- Your objective -
Find every line below where the word "audiences" occurs. Then say how many there are, giving only the number.

(Saved entries)

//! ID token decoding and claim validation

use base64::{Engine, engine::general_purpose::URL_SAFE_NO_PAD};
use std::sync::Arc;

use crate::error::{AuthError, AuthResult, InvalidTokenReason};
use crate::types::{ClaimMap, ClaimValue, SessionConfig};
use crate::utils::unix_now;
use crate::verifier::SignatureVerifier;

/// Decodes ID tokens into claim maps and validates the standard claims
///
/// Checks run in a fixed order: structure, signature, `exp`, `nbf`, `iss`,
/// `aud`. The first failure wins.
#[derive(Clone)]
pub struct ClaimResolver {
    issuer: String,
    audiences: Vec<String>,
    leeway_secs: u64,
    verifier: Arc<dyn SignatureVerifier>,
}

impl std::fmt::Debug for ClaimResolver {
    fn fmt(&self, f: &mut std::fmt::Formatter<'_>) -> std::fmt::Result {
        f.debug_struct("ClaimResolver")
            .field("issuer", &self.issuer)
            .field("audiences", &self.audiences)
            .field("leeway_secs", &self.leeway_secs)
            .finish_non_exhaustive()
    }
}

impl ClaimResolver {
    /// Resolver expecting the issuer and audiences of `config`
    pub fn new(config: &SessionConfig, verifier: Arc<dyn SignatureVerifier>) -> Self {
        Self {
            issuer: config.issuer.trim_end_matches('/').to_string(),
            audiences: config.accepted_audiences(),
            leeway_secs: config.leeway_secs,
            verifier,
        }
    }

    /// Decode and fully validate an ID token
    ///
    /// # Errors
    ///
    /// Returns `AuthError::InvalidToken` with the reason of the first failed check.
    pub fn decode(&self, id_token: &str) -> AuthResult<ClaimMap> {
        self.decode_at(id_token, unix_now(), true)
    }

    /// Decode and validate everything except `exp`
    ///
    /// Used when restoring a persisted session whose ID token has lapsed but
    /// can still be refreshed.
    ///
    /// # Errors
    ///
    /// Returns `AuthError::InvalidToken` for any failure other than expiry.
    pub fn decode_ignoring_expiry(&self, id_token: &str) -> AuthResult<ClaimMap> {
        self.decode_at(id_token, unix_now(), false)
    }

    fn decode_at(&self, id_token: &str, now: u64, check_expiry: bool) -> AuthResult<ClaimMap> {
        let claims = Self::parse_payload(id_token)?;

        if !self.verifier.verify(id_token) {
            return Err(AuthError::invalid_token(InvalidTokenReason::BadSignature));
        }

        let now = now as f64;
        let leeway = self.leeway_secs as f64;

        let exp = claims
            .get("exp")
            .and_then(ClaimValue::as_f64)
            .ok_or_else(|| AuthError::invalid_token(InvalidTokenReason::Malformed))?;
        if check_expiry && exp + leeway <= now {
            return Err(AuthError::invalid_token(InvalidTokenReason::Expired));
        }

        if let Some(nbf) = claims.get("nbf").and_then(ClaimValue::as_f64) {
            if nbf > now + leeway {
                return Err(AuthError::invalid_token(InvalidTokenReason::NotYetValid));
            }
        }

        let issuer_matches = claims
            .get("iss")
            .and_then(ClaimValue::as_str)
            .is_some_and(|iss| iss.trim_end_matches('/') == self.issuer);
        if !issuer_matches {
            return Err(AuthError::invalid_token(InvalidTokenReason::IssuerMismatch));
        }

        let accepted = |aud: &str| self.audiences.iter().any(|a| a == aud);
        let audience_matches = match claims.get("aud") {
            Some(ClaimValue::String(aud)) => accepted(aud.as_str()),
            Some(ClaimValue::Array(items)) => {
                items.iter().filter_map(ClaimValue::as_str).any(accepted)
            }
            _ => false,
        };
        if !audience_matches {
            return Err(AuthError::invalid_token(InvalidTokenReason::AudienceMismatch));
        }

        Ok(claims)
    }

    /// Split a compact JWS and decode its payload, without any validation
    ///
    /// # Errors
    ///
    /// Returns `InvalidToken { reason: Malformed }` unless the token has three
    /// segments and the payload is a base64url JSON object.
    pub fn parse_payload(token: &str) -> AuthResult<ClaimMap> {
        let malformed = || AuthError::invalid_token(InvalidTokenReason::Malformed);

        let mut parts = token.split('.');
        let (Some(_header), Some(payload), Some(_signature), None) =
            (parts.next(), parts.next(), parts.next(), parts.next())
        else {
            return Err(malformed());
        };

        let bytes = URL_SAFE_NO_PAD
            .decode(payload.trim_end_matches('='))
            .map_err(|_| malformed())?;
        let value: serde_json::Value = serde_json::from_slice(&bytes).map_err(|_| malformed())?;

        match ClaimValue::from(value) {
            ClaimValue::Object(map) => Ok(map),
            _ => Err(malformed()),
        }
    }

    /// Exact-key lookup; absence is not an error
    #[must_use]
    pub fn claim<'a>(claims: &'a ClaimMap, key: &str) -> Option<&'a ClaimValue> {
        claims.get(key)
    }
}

- Your solution -
5